Fantasia misturada a realidade, com aspectos místicos e um pé no sobrenatural, as lendas nascem, crescem e se reproduzem mas, de fato, nunca morrem. Sobrevivem na memória das pessoas e povoam nossa imaginação com fatos irreais, sem comprovações científicas ou verdades absolutas. Como “quem conta um conto, aumenta um ponto”, são repassadas de gerações a gerações e se mantêm vivas no imaginário de um povo.
O conteúdo das lendas é fortemente simbólico e geralmente tem detalhes que podem ter realmente acontecido ou não, e que ao serem contados e recontados começam a ter um outro nível de realidade e imaginação. Na antiguidade, não conseguindo explicar os fenômenos da natureza de forma científica, os povos criavam mitos para dar um sentido maior aos acontecimentos inexplicáveis. Tal qual os mitos de Édipo e Electra que, extraídos de lendas gregas, acabam sendo explicados à luz da psicologia moderna. No Brasil, a miscigenação contribuiu fortemente para a origem de um grande número de lendas que, vindas de outros povos, acabaram fazendo parte da nossa própria história.
As lendas, em especial as amazônicas, são muito famosas e vagam pelos quatro cantos do país. As mais difundidas, de origens índigenas, costumam buscar explicações para os elementos da natureza; as européias, principalmente as portuguesas, tratam mais de assombrações e fantasmas; por fim, as africanas são ligadas a entidades, exus e etc.. Em maior ou menor grau, estão presentes em nosso cotidiano e acabam influenciando a formação cultural de cada brasileiro.

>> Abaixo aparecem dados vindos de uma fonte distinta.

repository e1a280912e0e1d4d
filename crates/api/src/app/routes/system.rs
use axum::http::StatusCode;

pub async fn health() -> StatusCode {
    StatusCode::OK
}
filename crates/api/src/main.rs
use std::sync::Arc;

use anyhow::Context;
use curator_infra::AppConfig;

#[tokio::main]
async fn main() -> anyhow::Result<()> {
    curator_observability::init();

    let config = AppConfig::from_env().context("invalid configuration")?;

    let (services, store) = curator_api::app::build_services(&config)
        .await
        .with_context(|| format!("failed to open database {}", config.database_url))?;

    let app = curator_api::app::build_app(Arc::new(services));

    let listener = tokio::net::TcpListener::bind(&config.bind_addr)
        .await
        .with_context(|| format!("failed to bind {}", config.bind_addr))?;

    tracing::info!("listening on {}", listener.local_addr()?);

    axum::serve(listener, app)
        .with_graceful_shutdown(shutdown_signal())
        .await
        .context("server error")?;

    store.close().await;
    tracing::info!("shutdown complete");
    Ok(())
}

async fn shutdown_signal() {
    if let Err(e) = tokio::signal::ctrl_c().await {
        tracing::warn!("failed to listen for shutdown signal: {e}");
        std::future::pending::<()>().await;
    }
    tracing::info!("shutdown signal received");
}
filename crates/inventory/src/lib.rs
//! Inventory domain module.
//!
//! This crate contains business rules for templates, locations and physical
//! inventory items, implemented purely as deterministic domain logic (no IO,
//! no HTTP, no storage). The store layer calls into it to validate input,
//! allocate positions and expand batch requests into rows.

pub mod allocator;
pub mod batch;
pub mod export;
pub mod item;
pub mod location;
pub mod template;

mod text;

pub use allocator::{Position, PositionAllocator};
pub use batch::{BatchRequest, Quantities, DEFAULT_BATCH_UNITS_LIMIT, MAX_BATCH_UNITS};
pub use export::{ExportRow, EXPORT_COLUMNS, MISSING_REFERENCE};
pub use item::{ConservationState, InventoryItem, InventoryItemPatch, parse_location_ref};
pub use location::{Location, NewLocation};
pub use template::{ItemTemplate, ItemTemplatePatch, NewItemTemplate};
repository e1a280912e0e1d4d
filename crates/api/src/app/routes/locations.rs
use std::sync::Arc;

use axum::{
    extract::{Extension, Path},
    http::StatusCode,
    response::IntoResponse,
    routing::get,
    Json, Router,
};

use curator_core::LocationId;

use crate::app::services::AppServices;
use crate::app::{dto, errors};

pub fn router() -> Router {
    Router::new()
        .route("/", get(list_locations).post(create_location))
        .route(
            "/:id",
            get(get_location).patch(update_location).delete(delete_location),
        )
}

pub async fn list_locations(Extension(services): Extension<Arc<AppServices>>) -> axum::response::Response {
    match services.inventory().list_locations().await {
        Ok(locations) => (StatusCode::OK, Json(locations)).into_response(),
        Err(e) => errors::service_error_to_response(e),
    }
}

pub async fn create_location(
    Extension(services): Extension<Arc<AppServices>>,
    Json(body): Json<dto::CreateLocationRequest>,
) -> axum::response::Response {
    match services.inventory().create_location(body.into()).await {
        Ok(location) => (StatusCode::CREATED, Json(location)).into_response(),
        Err(e) => errors::service_error_to_response(e),
    }
}

pub async fn get_location(
    Extension(services): Extension<Arc<AppServices>>,
    Path(id): Path<String>,
) -> axum::response::Response {
    let id: LocationId = match errors::parse_id(&id, "location") {
        Ok(v) => v,
        Err(resp) => return resp,
    };

    match services.inventory().get_location(id).await {
        Ok(location) => (StatusCode::OK, Json(location)).into_response(),
        Err(e) => errors::service_error_to_response(e),
    }
}

pub async fn update_location(
    Extension(services): Extension<Arc<AppServices>>,
    Path(id): Path<String>,
    Json(body): Json<dto::UpdateLocationRequest>,
) -> axum::response::Response {
    let id: LocationId = match errors::parse_id(&id, "location") {
        Ok(v) => v,
        Err(resp) => return resp,
    };

    match services.inventory().update_location(id, &body.name).await {
        Ok(location) => (StatusCode::OK, Json(location)).into_response(),
        Err(e) => errors::service_error_to_response(e),
    }
}

pub async fn delete_location(
    Extension(services): Extension<Arc<AppServices>>,
    Path(id): Path<String>,
) -> axum::response::Response {
    let id: LocationId = match errors::parse_id(&id, "location") {
        Ok(v) => v,
        Err(resp) => return resp,
    };

    match services.inventory().delete_location(id).await {
        Ok(()) => StatusCode::NO_CONTENT.into_response(),
        Err(e) => errors::service_error_to_response(e),
    }
}
impl<S: InventoryStore> InventoryService<S> {
    pub fn new(store: S) -> Self {
        Self {
            store,
            retry: RetryConfig::default(),
            max_batch_units: DEFAULT_BATCH_UNITS_LIMIT,
        }
    }

    pub fn with_retry(mut self, retry: RetryConfig) -> Self {
        self.retry = retry;
        self
    }

    /// Cap the units a single batch may create.
    pub fn with_max_batch_units(mut self, max_batch_units: u64) -> Self {
        self.max_batch_units = max_batch_units;
        self
    }

    pub fn store(&self) -> &S {
        &self.store
    }

    // ---- templates ----

    pub async fn list_item_templates(&self) -> ServiceResult<Vec<ItemTemplate>> {
        Ok(self.store.list_item_templates().await?)
    }

    pub async fn get_item_template(&self, id: TemplateId) -> ServiceResult<ItemTemplate> {
        self.store
            .get_item_template(id)
            .await?
            .ok_or(ServiceError::NotFound)
    }

    pub async fn create_item_template(&self, fields: NewItemTemplate) -> ServiceResult<ItemTemplate> {
        fields.validate()?;
        Ok(self.store.create_item_template(fields).await?)
    }

    pub async fn update_item_template(
        &self,
        id: TemplateId,
        patch: &ItemTemplatePatch,
    ) -> ServiceResult<ItemTemplate> {
        patch.validate()?;
        Ok(self.store.update_item_template(id, patch).await?)
    }

    pub async fn delete_item_template(&self, id: TemplateId) -> ServiceResult<()> {
        Ok(self.store.delete_item_template(id).await?)
    }

    // ---- locations ----

    pub async fn list_locations(&self) -> ServiceResult<Vec<Location>> {
        Ok(self.store.list_locations().await?)
    }

    pub async fn get_location(&self, id: LocationId) -> ServiceResult<Location> {
        self.store.get_location(id).await?.ok_or(ServiceError::NotFound)
    }

    pub async fn create_location(&self, fields: NewLocation) -> ServiceResult<Location> {
        Location::validate_name(&fields.name)?;
        Ok(self.store.create_location(fields).await?)
    }

    pub async fn update_location(&self, id: LocationId, name: &str) -> ServiceResult<Location> {
        Location::validate_name(name)?;
        Ok(self.store.update_location(id, name).await?)
    }

    pub async fn delete_location(&self, id: LocationId) -> ServiceResult<()> {
        Ok(self.store.delete_location(id).await?)
    }

    // ---- inventory items ----

    pub async fn list_inventory_items(&self) -> ServiceResult<Vec<InventoryItem>> {
        Ok(self.store.list_inventory_items().await?)
    }

    pub async fn get_inventory_item(&self, id: ItemId) -> ServiceResult<InventoryItem> {
        self.store
            .get_inventory_item(id)
            .await?
            .ok_or(ServiceError::NotFound)
    }

    /// Create one item per requested unit, atomically.
    ///
    /// A lost position race (`DuplicatePosition`) is retried with backoff;
    /// every attempt re-reads the high-water mark inside a fresh transaction.
    #[instrument(
        skip(self, request),
        fields(template_id = %request.template_id, units = request.quantities.total())
    )]
    pub async fn create_inventory_items_batch(
        &self,
        request: &BatchRequest,
    ) -> ServiceResult<Vec<InventoryItem>> {
        request.validate_within(self.max_batch_units)?;

        let created = with_retry(
            &self.retry,
            |err: &StoreError| matches!(err, StoreError::DuplicatePosition(_)),
            || self.store.create_items_batch(request),
        )
        .await?;

        info!(count = created.len(), "inventory batch created");
        Ok(created)
    }

    pub async fn update_inventory_item(
        &self,
        id: ItemId,
        patch: &InventoryItemPatch,
    ) -> ServiceResult<InventoryItem> {
        Ok(self.store.update_inventory_item(id, patch).await?)
    }

    pub async fn delete_inventory_item(&self, id: ItemId) -> ServiceResult<()> {
        Ok(self.store.delete_inventory_item(id).await?)
    }

    // ---- export ----

    /// Flat rows for spreadsheet export, ordered by position.
    pub async fn export_inventory(&self) -> ServiceResult<Vec<ExportRow>> {
        let items = self.store.list_inventory_items().await?;
        let templates = self.store.list_item_templates().await?;
        let locations = self.store.list_locations().await?;
        Ok(export::project(&items, &templates, &locations))
    }
}

#[cfg(test)]
mod tests {
    use super::*;
    use std::sync::atomic::{AtomicU32, Ordering};
    use std::sync::Arc;
    use std::time::Duration;

    use async_trait::async_trait;
    use curator_inventory::{ConservationState, Quantities, MISSING_REFERENCE};

    use crate::store::InMemoryInventoryStore;

    /// Store wrapper that fails the first `conflicts` batch calls with a
    /// position conflict, and counts how many batch calls it saw.
    struct ConflictingStore {
        inner: InMemoryInventoryStore,
        conflicts: AtomicU32,
        batch_calls: AtomicU32,
    }

    impl ConflictingStore {
        fn new(conflicts: u32) -> Self {
            Self {
                inner: InMemoryInventoryStore::new(),
                conflicts: AtomicU32::new(conflicts),
                batch_calls: AtomicU32::new(0),
            }
        }
    }

    #[async_trait]
    impl InventoryStore for ConflictingStore {
        async fn list_item_templates(&self) -> Result<Vec<ItemTemplate>, StoreError> {
            self.inner.list_item_templates().await
        }
        async fn get_item_template(&self, id: TemplateId) -> Result<Option<ItemTemplate>, StoreError> {
            self.inner.get_item_template(id).await
        }
        async fn create_item_template(&self, fields: NewItemTemplate) -> Result<ItemTemplate, StoreError> {
            self.inner.create_item_template(fields).await
        }
        async fn update_item_template(
            &self,
            id: TemplateId,
            patch: &ItemTemplatePatch,
        ) -> Result<ItemTemplate, StoreError> {
            self.inner.update_item_template(id, patch).await
        }
        async fn delete_item_template(&self, id: TemplateId) -> Result<(), StoreError> {
            self.inner.delete_item_template(id).await
        }
        async fn list_locations(&self) -> Result<Vec<Location>, StoreError> {
            self.inner.list_locations().await
        }
        async fn get_location(&self, id: LocationId) -> Result<Option<Location>, StoreError> {
            self.inner.get_location(id).await
        }
        async fn create_location(&self, fields: NewLocation) -> Result<Location, StoreError> {
            self.inner.create_location(fields).await
        }
        async fn update_location(&self, id: LocationId, name: &str) -> Result<Location, StoreError> {
            self.inner.update_location(id, name).await
        }
        async fn delete_location(&self, id: LocationId) -> Result<(), StoreError> {
            self.inner.delete_location(id).await
        }
        async fn list_inventory_items(&self) -> Result<Vec<InventoryItem>, StoreError> {
            self.inner.list_inventory_items().await
        }
        async fn get_inventory_item(&self, id: ItemId) -> Result<Option<InventoryItem>, StoreError> {
            self.inner.get_inventory_item(id).await
        }
        async fn create_items_batch(&self, request: &BatchRequest) -> Result<Vec<InventoryItem>, StoreError> {
            self.batch_calls.fetch_add(1, Ordering::SeqCst);
            let remaining = self.conflicts.load(Ordering::SeqCst);
            if remaining > 0 {
                self.conflicts.store(remaining - 1, Ordering::SeqCst);
                return Err(StoreError::DuplicatePosition("position 1 already exists".into()));
            }
            self.inner.create_items_batch(request).await
        }
        async fn update_inventory_item(
            &self,
            id: ItemId,
            patch: &InventoryItemPatch,
        ) -> Result<InventoryItem, StoreError> {
            self.inner.update_inventory_item(id, patch).await
        }
        async fn delete_inventory_item(&self, id: ItemId) -> Result<(), StoreError> {
            self.inner.delete_inventory_item(id).await
        }
    }

    fn fast_retry(max_attempts: u32) -> RetryConfig {
        RetryConfig {
            max_attempts,
            initial_delay: Duration::from_millis(1),
            max_delay: Duration::from_millis(2),
            backoff_factor: 2.0,
        }
    }

    fn good(n: u32) -> Quantities {
        Quantities::new().with(ConservationState::Good, n)
    }

    #[tokio::test]
    async fn batch_retries_position_conflicts() {
        let service = InventoryService::new(ConflictingStore::new(2)).with_retry(fast_retry(3));
        let t = service
            .create_item_template(NewItemTemplate::new("A1", "Chair"))
            .await
            .unwrap();

        let created = service
            .create_inventory_items_batch(&BatchRequest::new(t.id, good(2)))
            .await
            .unwrap();

        assert_eq!(created.len(), 2);
        assert_eq!(service.store().batch_calls.load(Ordering::SeqCst), 3);
    }

    #[tokio::test]
    async fn batch_surfaces_conflict_after_last_attempt() {
        let service = InventoryService::new(ConflictingStore::new(5)).with_retry(fast_retry(2));
        let t = service
            .create_item_template(NewItemTemplate::new("A1", "Chair"))
            .await
            .unwrap();

        let err = service
            .create_inventory_items_batch(&BatchRequest::new(t.id, good(1)))
            .await
            .unwrap_err();

        assert!(matches!(err, ServiceError::DuplicatePosition(_)));
        assert!(err.to_string().contains("retry"));
        assert!(service.list_inventory_items().await.unwrap().is_empty());
    }

    #[tokio::test]
    async fn all_zero_batch_never_reaches_store() {
        let service = InventoryService::new(ConflictingStore::new(0));
        let q = Quantities::new()
            .with(ConservationState::Good, 0)
            .with(ConservationState::Regular, 0)
            .with(ConservationState::Bad, 0);

        let err = service
            .create_inventory_items_batch(&BatchRequest::new(TemplateId::new(), q))
            .await
            .unwrap_err();

        assert_eq!(
            err,
            ServiceError::Validation("at least one quantity must be positive".to_string())
        );
        assert_eq!(service.store().batch_calls.load(Ordering::SeqCst), 0);
    }

    #[tokio::test]
    async fn batch_over_unit_limit_never_reaches_store() {
        let service = InventoryService::new(ConflictingStore::new(0)).with_max_batch_units(5);
        let t = service
            .create_item_template(NewItemTemplate::new("A1", "Chair"))
            .await
            .unwrap();

        let err = service
            .create_inventory_items_batch(&BatchRequest::new(t.id, good(6)))
            .await
            .unwrap_err();
        assert_eq!(
            err,
            ServiceError::Validation("batch of 6 units exceeds the limit of 5".to_string())
        );
        assert_eq!(service.store().batch_calls.load(Ordering::SeqCst), 0);

        let created = service
            .create_inventory_items_batch(&BatchRequest::new(t.id, good(5)))
            .await
            .unwrap();
        assert_eq!(created.len(), 5);
    }

    #[tokio::test]
    async fn blank_required_fields_are_validation_errors() {
        let service = InventoryService::new(InMemoryInventoryStore::new());

        let err = service
            .create_item_template(NewItemTemplate::new("  ", "Chair"))
            .await
            .unwrap_err();
        assert!(matches!(err, ServiceError::Validation(_)));

        let err = service.create_location(NewLocation::new("")).await.unwrap_err();
        assert!(matches!(err, ServiceError::Validation(_)));
        assert!(service.list_locations().await.unwrap().is_empty());
    }

    #[tokio::test]
    async fn store_errors_map_onto_service_taxonomy() {
        let service = InventoryService::new(InMemoryInventoryStore::new());
        service.create_location(NewLocation::new("Warehouse")).await.unwrap();

        assert!(matches!(
            service.create_location(NewLocation::new("Warehouse")).await,
            Err(ServiceError::DuplicateName(_))
        ));
        assert_eq!(
            service.get_inventory_item(ItemId::new()).await.unwrap_err(),
            ServiceError::NotFound
        );
        assert_eq!(
            service.update_location(LocationId::new(), "Annex").await.unwrap_err(),
            ServiceError::NotFound
        );
    }

    #[tokio::test]
    async fn export_renders_dangling_references() {
        let service = InventoryService::new(Arc::new(InMemoryInventoryStore::new()));
        let t = service
            .create_item_template(NewItemTemplate::new("A1", "Chair"))
            .await
            .unwrap();
        let l = service.create_location(NewLocation::new("Warehouse")).await.unwrap();
        service
            .create_inventory_items_batch(&BatchRequest::new(t.id, good(2)).at_location(l.id))
            .await
            .unwrap();

        service.delete_location(l.id).await.unwrap();
        let rows = service.export_inventory().await.unwrap();

        assert_eq!(rows.len(), 2);
        assert_eq!(rows[0].position, 1);
        assert_eq!(rows[0].item_name, "Chair");
        assert_eq!(rows[0].location, MISSING_REFERENCE);
        assert_eq!(rows[1].position, 2);
    }
}
fn map_sqlx_error(operation: &str, err: sqlx::Error) -> StoreError {
    match err {
        sqlx::Error::Database(db_err) => {
            let msg = db_err.message().to_string();
            if db_err.is_unique_violation() {
                if msg.contains("locations.name") {
                    return StoreError::DuplicateName(msg);
                }
                if msg.contains("inventory_items.position") {
                    return StoreError::DuplicatePosition(msg);
                }
            }
            StoreError::Persistence(format!("database error in {operation}: {msg}"))
        }
        sqlx::Error::RowNotFound => StoreError::NotFound,
        sqlx::Error::PoolClosed => {
            StoreError::Persistence(format!("connection pool closed in {operation}"))
        }
        other => StoreError::Persistence(format!("{operation}: {other}")),
    }
}

/// Inside the batch transaction every failure except a position collision
/// is reported as a batch failure.
fn map_batch_error(operation: &str, err: sqlx::Error) -> StoreError {
    match map_sqlx_error(operation, err) {
        StoreError::DuplicatePosition(msg) => StoreError::DuplicatePosition(msg),
        other => StoreError::BatchCreateFailed(other.to_string()),
    }
}
//! Sequential position allocation.
//!
//! Positions are handed out strictly above the store's high-water mark: the
//! largest position ever allocated. Freed positions (deleted items) stay below
//! the mark and are never handed out again.

use serde::{Deserialize, Serialize};

use curator_core::{DomainError, DomainResult};

/// Ordinal of a physical item in the overall count. Starts at 1; the default
/// (zero) means "nothing allocated yet".
#[derive(Debug, Default, Copy, Clone, PartialEq, Eq, Hash, PartialOrd, Ord, Serialize, Deserialize)]
#[serde(transparent)]
pub struct Position(i64);

impl Position {
    /// Sentinel for "nothing allocated yet".
    pub const ZERO: Position = Position(0);

    pub fn new(value: i64) -> DomainResult<Self> {
        if value < 0 {
            return Err(DomainError::invariant("position cannot be negative"));
        }
        Ok(Self(value))
    }

    pub fn value(self) -> i64 {
        self.0
    }
}

impl core::fmt::Display for Position {
    fn fmt(&self, f: &mut core::fmt::Formatter<'_>) -> core::fmt::Result {
        core::fmt::Display::fmt(&self.0, f)
    }
}

/// Hands out consecutive positions above a starting high-water mark.
///
/// An allocator is meant to live for the duration of a single write
/// transaction: the caller reads the mark, allocates, inserts and persists
/// `last()` as the new mark before committing.
#[derive(Debug, Clone)]
pub struct PositionAllocator {
    last: Position,
}

impl PositionAllocator {
    pub fn starting_after(high_water: Position) -> Self {
        Self { last: high_water }
    }

    /// The most recently allocated position (or the starting mark).
    pub fn last(&self) -> Position {
        self.last
    }

    pub fn next_position(&mut self) -> DomainResult<Position> {
        let next = self
            .last
            .0
            .checked_add(1)
            .ok_or_else(|| DomainError::invariant("position space exhausted"))?;
        self.last = Position(next);
        Ok(self.last)
    }

    /// Allocate `count` consecutive positions. `count` must be at least 1.
    pub fn allocate(&mut self, count: u64) -> DomainResult<Vec<Position>> {
        if count == 0 {
            return Err(DomainError::validation(
                "at least one quantity must be positive",
            ));
        }
        let count_i64 = i64::try_from(count)
            .map_err(|_| DomainError::invariant("position space exhausted"))?;
        if self.last.0.checked_add(count_i64).is_none() {
            return Err(DomainError::invariant("position space exhausted"));
        }

        (0..count).map(|_| self.next_position()).collect()
    }
}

Aqui vamos dar a conhecer algumas das lendas que assombram até os mais céticos dos habitantes do Pará:
Boiúna (Cobra Grande)
A Boiúna, de boi (cobra) e una (negra), é uma cobra de tamanho imensurável. Tem olhos que “alumiam” feito tochas e ao passar pelos rios e igarapés derruba embarcações e devora crianças ou adultos que se banham nas margens. O povo paraense acredita que a Boiúna vive adormecida na cidade de Belém, entre a Cidade Velha e o bairro de Nazaré. E, quando ela acordar, irá afundar toda a cidade com seu movimento. Ao rastejar, a Boiúna vai deixando sulcos onde se formam novos igarapés. Vamos torcer para que ela nunca acorde - caso contrário, adeus bela Belém.
Boto
Segundo os ribeirinhos, um belo homem vestido de branco e com chapéu cobrindo a cabeça costuma aparecer nas festividades de São João para escolher a moça mais linda. Sedutor e charmoso, ele a convida para dançar e com seus encantos leva a escolhida para o fundo do rio. Sempre que avistam um homem de chapéu nas festas, os moradores costumam expulsá-lo, pois temem que ele possa ser o temido boto. Dizem que ele costuma usar o chapéu para esconder o rosto, já que sua tranformação em humano não é completa. E também para camuflar as narinas, que ficam no topo de sua cabeça. E aí, toparia uma dancinha com ele?
Capelobo
Presente em lendas da região Norte, principalmente no Pará, e também no Nordeste, lá pelas bandas do Maranhão, o capelobo é um bicho medonho. A lenda não explica bem como surgiu ou nasceu o Capelobo. Sabe-se apenas que é uma mistura de anta com tamanduá e homem e, ainda por cima, tem pés em formato de fundo de garrafa. O Capelobo é uma besta que, de acordo com os casos contados, suga a massa encefálica de suas vítimas. Digamos que ele é um parente não muito distante do Lobisomem, e suas vítimas preferenciais são animais recém-nascidos, entre eles gatos e cachorros. Ele também não descarta um delicioso cérebro humano. Eu que não gostaria de cruzar com um desses.
Matinta Perêra
Também conhecida como Matinta Perê, reza a lenda que ela é uma pessoa que carrega a maldição de se transformar em uma velha com unhas incrivelmente compridas, vestida de preto, que solta um assobio estridente e assustador. Costuma andar pela noite assobiando e quem a escuta deve prometer tabaco a ela, que no dia seguinte irá a casa da pessoa buscar o prometido. Dizem que ela também se apresenta como um pássaro negro, conhecido como “rasga-mortalha”, e quando está para morrer diz “Quem quer? Quem quer?”. A pessoa que responder a ela, achando que irá ganhar algum presente ou algo precioso, acaba ganhando a herança de se transformar em Matinta Perêra. Se escutar essa frase por aí, não vá responder, hein!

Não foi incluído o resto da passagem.